START Given data

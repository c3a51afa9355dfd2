//! Error types for the placer module.

use std::path::PathBuf;
use thiserror::Error;

/// Errors that can occur while deciding or executing a placement.
///
/// Whatever the variant, the source file is still reachable at its
/// original path when one of these is returned, except for
/// [`PlacerError::CleanupFailed`] where it is reachable at both.
#[derive(Debug, Error)]
pub enum PlacerError {
    #[error("Source file not found: {path}")]
    SourceNotFound { path: PathBuf },

    /// Only regular files are moved; a link would dangle once relocated.
    #[error("Refusing to move symbolic link {path}")]
    SymlinkSource { path: PathBuf },

    /// A decided target was taken before the move happened.
    #[error("Destination already exists: {path}")]
    DestinationExists { path: PathBuf },

    #[error("Failed to create directory {path}: {source}")]
    DirectoryCreationFailed {
        path: PathBuf,
        #[source]
        source: std::io::Error,
    },

    #[error("Failed to compare {path}: {source}")]
    CompareFailed {
        path: PathBuf,
        #[source]
        source: std::io::Error,
    },

    #[error("Failed to copy {from} to {to}: {source}")]
    CopyFailed {
        from: PathBuf,
        to: PathBuf,
        #[source]
        source: std::io::Error,
    },

    #[error("Failed to move {from} to {to}: {source}")]
    MoveFailed {
        from: PathBuf,
        to: PathBuf,
        #[source]
        source: std::io::Error,
    },

    /// Cross-device copy did not match the source. The copy was removed.
    #[error("Copy of {from} at {to} does not match the source; copy discarded")]
    VerificationFailed { from: PathBuf, to: PathBuf },

    /// The verified copy is in place but the source could not be removed.
    #[error("Copied to {to} but failed to remove source {path}: {source}")]
    CleanupFailed {
        path: PathBuf,
        to: PathBuf,
        #[source]
        source: std::io::Error,
    },

    #[error("Invalid placer configuration: {0}")]
    InvalidConfig(String),

    #[error("I/O error: {0}")]
    Io(#[from] std::io::Error),
}

impl PlacerError {
    pub fn copy_failed(from: PathBuf, to: PathBuf, source: std::io::Error) -> Self {
        Self::CopyFailed { from, to, source }
    }

    pub fn move_failed(from: PathBuf, to: PathBuf, source: std::io::Error) -> Self {
        Self::MoveFailed { from, to, source }
    }

    pub fn compare_failed(path: PathBuf, source: std::io::Error) -> Self {
        Self::CompareFailed { path, source }
    }

    /// Whether this is a failed post-copy integrity check.
    pub fn is_verification_failure(&self) -> bool {
        matches!(self, Self::VerificationFailed { .. })
    }
}
use serde::{Deserialize, Serialize};
use std::path::PathBuf;

use crate::extractor::ExtractionConfig;
use crate::metadata::{default_providers, ProviderConfig};
use crate::organizer::OrganizerConfig;
use crate::placer::PlacerConfig;

/// Top-level configuration file.
#[derive(Debug, Clone, Serialize, Deserialize)]
pub struct Config {
    pub library: LibraryConfig,
    #[serde(default)]
    pub placement: PlacerConfig,
    #[serde(default)]
    pub extraction: ExtractionConfig,
    /// Metadata providers, in the order they are asked.
    #[serde(default = "default_providers")]
    pub providers: Vec<ProviderConfig>,
    #[serde(default)]
    pub organizer: RunConfig,
    #[serde(default)]
    pub logging: LoggingConfig,
}

impl Config {
    /// Where filed books go. Defaults to the library root.
    pub fn archive_root(&self) -> PathBuf {
        self.library
            .archive_root
            .clone()
            .unwrap_or_else(|| self.library.root.clone())
    }

    pub fn organizer_config(&self) -> OrganizerConfig {
        OrganizerConfig {
            root: self.library.root.clone(),
            archive_root: self.archive_root(),
            extensions: self.library.extensions.clone(),
            follow_links: self.library.follow_links,
            dry_run: self.organizer.dry_run,
        }
    }
}

#[derive(Debug, Clone, Serialize, Deserialize)]
pub struct LibraryConfig {
    /// Directory scanned for books. Must be absolute.
    pub root: PathBuf,
    #[serde(default, skip_serializing_if = "Option::is_none")]
    pub archive_root: Option<PathBuf>,
    #[serde(default = "default_extensions")]
    pub extensions: Vec<String>,
    #[serde(default)]
    pub follow_links: bool,
}

fn default_extensions() -> Vec<String> {
    vec!["pdf".to_string(), "epub".to_string()]
}

/// Per-run switches and outputs.
#[derive(Debug, Clone, Default, Serialize, Deserialize)]
pub struct RunConfig {
    /// Decide everything, move nothing.
    #[serde(default)]
    pub dry_run: bool,
    /// Write the JSON run report here.
    #[serde(default, skip_serializing_if = "Option::is_none")]
    pub report_path: Option<PathBuf>,
    /// Write Prometheus text metrics here after the run.
    #[serde(default, skip_serializing_if = "Option::is_none")]
    pub metrics_path: Option<PathBuf>,
}

#[derive(Debug, Clone, Default, Serialize, Deserialize)]
pub struct LoggingConfig {
    /// Emit JSON log lines instead of human-readable ones.
    #[serde(default)]
    pub json: bool,
}

/// Sanitized config for logging (secrets redacted)
#[derive(Debug, Clone, Serialize)]
pub struct SanitizedConfig {
    pub library: LibraryConfig,
    pub placement: PlacerConfig,
    pub extraction: ExtractionConfig,
    pub providers: Vec<SanitizedProviderConfig>,
    pub organizer: RunConfig,
    pub logging: LoggingConfig,
}

/// Provider entry with the API key hidden.
#[derive(Debug, Clone, Serialize)]
pub struct SanitizedProviderConfig {
    pub kind: String,
    #[serde(skip_serializing_if = "Option::is_none")]
    pub base_url: Option<String>,
    pub api_key_configured: bool,
    pub timeout_secs: u64,
}

impl From<&ProviderConfig> for SanitizedProviderConfig {
    fn from(config: &ProviderConfig) -> Self {
        let (base_url, api_key_configured) = match config {
            ProviderConfig::GoogleBooks(c) => (
                c.base_url.clone(),
                c.api_key.as_deref().map(|k| !k.is_empty()).unwrap_or(false),
            ),
            ProviderConfig::OpenLibrary(c) => (c.base_url.clone(), false),
        };
        Self {
            kind: config.kind().to_string(),
            base_url,
            api_key_configured,
            timeout_secs: config.timeout_secs(),
        }
    }
}

impl From<&Config> for SanitizedConfig {
    fn from(config: &Config) -> Self {
        Self {
            library: config.library.clone(),
            placement: config.placement.clone(),
            extraction: config.extraction.clone(),
            providers: config.providers.iter().map(Into::into).collect(),
            organizer: config.organizer.clone(),
            logging: config.logging.clone(),
        }
    }
}

#[cfg(test)]
mod tests {
    use super::*;

    #[test]
    fn test_deserialize_minimal_config() {
        let toml = r#"
[library]
root = "/srv/books"
"#;
        let config: Config = toml::from_str(toml).unwrap();
        assert_eq!(config.library.root, PathBuf::from("/srv/books"));
        assert_eq!(config.library.extensions, vec!["pdf", "epub"]);
        assert!(!config.library.follow_links);
        assert_eq!(config.archive_root(), PathBuf::from("/srv/books"));
        assert_eq!(config.placement.max_suffix, 9);
        assert_eq!(config.extraction.pages, 5);
        assert_eq!(config.providers.len(), 2);
        assert_eq!(config.providers[0].kind(), "google_books");
        assert_eq!(config.providers[1].kind(), "open_library");
        assert!(!config.organizer.dry_run);
        assert!(!config.logging.json);
    }

    #[test]
    fn test_deserialize_missing_library_fails() {
        let toml = r#"
[organizer]
dry_run = true
"#;
        let result: Result<Config, _> = toml::from_str(toml);
        assert!(result.is_err());
    }

    #[test]
    fn test_explicit_empty_provider_list() {
        let toml = r#"
providers = []

[library]
root = "/srv/books"
archive_root = "/srv/archive"
"#;
        let config: Config = toml::from_str(toml).unwrap();
        assert!(config.providers.is_empty());
        assert_eq!(config.archive_root(), PathBuf::from("/srv/archive"));
    }

    #[test]
    fn test_organizer_config_from_sections() {
        let toml = r#"
[library]
root = "/srv/books"
extensions = ["pdf"]
follow_links = true

[organizer]
dry_run = true
report_path = "/tmp/report.json"
"#;
        let config: Config = toml::from_str(toml).unwrap();
        let organizer = config.organizer_config();
        assert_eq!(organizer.root, PathBuf::from("/srv/books"));
        assert_eq!(organizer.archive_root, PathBuf::from("/srv/books"));
        assert_eq!(organizer.extensions, vec!["pdf"]);
        assert!(organizer.follow_links);
        assert!(organizer.dry_run);
    }

    #[test]
    fn test_sanitized_config_hides_api_key() {
        let toml = r#"
[library]
root = "/srv/books"

[[providers]]
kind = "google_books"
api_key = "super-secret"

[[providers]]
kind = "open_library"
base_url = "http://localhost:9000"
"#;
        let config: Config = toml::from_str(toml).unwrap();
        let sanitized = SanitizedConfig::from(&config);
        assert!(sanitized.providers[0].api_key_configured);
        assert!(!sanitized.providers[1].api_key_configured);
        assert_eq!(
            sanitized.providers[1].base_url.as_deref(),
            Some("http://localhost:9000")
        );

        let json = serde_json::to_string(&sanitized).unwrap();
        assert!(!json.contains("super-secret"));
    }
}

END Given data

### Required work
A word-for-word copy of the entries, from the first line through the line containing "reachable at its", is the whole answer.

### Solved exercise
repository c3a51afa9355dfd2
//! Error types for the placer module.

use std::path::PathBuf;
use thiserror::Error;

/// Errors that can occur while deciding or executing a placement.
///
/// Whatever the variant, the source file is still reachable at its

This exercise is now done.